▶ [Aim of the task]:
Copy each line from the records below in which the word "SinkFormat" is found.

▶ [Records to use]:

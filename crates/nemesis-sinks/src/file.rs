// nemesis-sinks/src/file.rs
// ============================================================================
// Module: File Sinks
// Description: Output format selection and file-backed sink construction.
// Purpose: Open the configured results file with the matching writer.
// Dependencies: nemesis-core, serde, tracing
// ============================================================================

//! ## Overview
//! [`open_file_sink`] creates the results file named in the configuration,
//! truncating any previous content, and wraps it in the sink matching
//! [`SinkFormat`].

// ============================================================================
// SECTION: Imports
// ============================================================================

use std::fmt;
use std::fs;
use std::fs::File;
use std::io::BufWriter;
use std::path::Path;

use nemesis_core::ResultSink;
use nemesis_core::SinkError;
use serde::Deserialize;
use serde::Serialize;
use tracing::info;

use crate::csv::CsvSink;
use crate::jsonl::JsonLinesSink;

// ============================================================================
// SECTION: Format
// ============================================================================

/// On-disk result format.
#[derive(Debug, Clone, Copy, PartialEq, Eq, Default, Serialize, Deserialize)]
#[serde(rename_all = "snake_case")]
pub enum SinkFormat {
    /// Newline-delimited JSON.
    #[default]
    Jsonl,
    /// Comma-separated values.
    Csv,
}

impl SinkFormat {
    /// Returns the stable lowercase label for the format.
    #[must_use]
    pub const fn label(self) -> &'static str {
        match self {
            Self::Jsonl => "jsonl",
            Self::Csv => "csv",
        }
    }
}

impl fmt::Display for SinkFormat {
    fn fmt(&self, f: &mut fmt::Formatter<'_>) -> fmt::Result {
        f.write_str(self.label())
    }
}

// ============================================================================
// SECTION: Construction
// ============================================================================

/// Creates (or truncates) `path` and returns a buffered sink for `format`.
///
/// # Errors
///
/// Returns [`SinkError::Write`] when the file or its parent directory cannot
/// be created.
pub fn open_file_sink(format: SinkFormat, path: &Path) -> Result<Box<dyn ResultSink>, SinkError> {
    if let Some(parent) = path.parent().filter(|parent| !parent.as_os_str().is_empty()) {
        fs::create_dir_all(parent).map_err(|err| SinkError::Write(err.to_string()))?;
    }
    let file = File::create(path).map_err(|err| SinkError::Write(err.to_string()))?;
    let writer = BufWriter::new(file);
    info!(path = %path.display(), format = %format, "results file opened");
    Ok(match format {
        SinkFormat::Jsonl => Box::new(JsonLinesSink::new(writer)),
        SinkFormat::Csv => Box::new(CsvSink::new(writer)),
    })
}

==

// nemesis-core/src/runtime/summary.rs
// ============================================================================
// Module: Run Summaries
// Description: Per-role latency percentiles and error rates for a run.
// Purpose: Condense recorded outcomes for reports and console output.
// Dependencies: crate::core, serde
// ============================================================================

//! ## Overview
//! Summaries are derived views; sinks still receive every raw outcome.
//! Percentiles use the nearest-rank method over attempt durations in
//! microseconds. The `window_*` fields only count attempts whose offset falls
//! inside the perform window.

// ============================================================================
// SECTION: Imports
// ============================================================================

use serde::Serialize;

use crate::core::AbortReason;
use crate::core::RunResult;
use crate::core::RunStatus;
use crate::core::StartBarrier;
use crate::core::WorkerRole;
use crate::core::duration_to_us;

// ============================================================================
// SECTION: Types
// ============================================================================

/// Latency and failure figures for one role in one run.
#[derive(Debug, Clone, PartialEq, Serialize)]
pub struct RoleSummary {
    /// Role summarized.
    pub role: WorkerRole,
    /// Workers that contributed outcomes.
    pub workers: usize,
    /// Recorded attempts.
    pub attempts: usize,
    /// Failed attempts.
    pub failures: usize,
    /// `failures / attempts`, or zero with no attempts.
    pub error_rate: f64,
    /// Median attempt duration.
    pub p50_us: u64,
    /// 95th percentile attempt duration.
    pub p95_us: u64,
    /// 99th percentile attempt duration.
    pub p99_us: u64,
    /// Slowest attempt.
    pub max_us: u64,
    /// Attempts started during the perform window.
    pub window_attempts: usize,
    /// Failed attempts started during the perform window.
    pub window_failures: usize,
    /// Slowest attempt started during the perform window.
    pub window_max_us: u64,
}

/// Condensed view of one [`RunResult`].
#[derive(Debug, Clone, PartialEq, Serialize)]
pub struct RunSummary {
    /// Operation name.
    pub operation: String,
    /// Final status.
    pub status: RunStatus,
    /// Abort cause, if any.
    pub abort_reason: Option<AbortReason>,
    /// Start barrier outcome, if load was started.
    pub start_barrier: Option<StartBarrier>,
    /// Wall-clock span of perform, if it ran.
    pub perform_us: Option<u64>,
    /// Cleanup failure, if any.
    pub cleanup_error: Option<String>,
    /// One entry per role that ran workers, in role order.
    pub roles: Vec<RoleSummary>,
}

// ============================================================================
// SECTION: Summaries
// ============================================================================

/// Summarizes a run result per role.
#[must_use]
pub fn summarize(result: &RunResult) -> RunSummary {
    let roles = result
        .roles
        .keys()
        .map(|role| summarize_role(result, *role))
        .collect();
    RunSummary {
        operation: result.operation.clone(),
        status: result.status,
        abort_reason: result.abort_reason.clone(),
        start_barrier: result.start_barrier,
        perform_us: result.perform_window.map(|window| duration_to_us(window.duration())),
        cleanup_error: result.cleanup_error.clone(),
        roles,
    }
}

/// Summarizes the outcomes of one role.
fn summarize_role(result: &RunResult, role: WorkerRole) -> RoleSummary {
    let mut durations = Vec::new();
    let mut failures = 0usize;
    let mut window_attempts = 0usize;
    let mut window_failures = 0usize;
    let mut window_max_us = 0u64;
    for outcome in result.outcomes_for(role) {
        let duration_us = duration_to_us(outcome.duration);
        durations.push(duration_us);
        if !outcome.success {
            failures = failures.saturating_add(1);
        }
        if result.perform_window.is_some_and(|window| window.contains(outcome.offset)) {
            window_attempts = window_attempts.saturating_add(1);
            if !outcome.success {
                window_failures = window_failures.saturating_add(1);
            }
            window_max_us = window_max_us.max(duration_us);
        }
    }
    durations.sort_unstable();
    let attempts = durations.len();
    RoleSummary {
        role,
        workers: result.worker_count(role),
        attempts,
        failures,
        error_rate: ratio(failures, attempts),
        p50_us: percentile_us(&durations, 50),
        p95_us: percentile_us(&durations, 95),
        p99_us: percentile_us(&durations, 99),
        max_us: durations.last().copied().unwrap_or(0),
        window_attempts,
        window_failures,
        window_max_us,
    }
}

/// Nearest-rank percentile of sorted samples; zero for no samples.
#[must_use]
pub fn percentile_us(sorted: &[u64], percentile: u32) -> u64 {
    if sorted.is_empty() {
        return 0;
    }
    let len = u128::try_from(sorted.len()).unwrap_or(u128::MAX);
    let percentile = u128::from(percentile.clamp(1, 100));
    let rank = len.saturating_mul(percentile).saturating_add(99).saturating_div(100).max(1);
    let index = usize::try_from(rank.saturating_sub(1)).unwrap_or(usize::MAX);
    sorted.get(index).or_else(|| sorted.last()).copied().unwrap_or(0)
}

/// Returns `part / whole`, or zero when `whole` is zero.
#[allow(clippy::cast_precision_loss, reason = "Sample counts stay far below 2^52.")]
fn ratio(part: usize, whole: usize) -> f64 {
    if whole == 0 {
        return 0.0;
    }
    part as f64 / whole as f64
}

▶ [Written response]:
//! [`SinkFormat`].
pub enum SinkFormat {
impl SinkFormat {
impl fmt::Display for SinkFormat {
pub fn open_file_sink(format: SinkFormat, path: &Path) -> Result<Box<dyn ResultSink>, SinkError> {
        SinkFormat::Jsonl => Box::new(JsonLinesSink::new(writer)),
        SinkFormat::Csv => Box::new(CsvSink::new(writer)),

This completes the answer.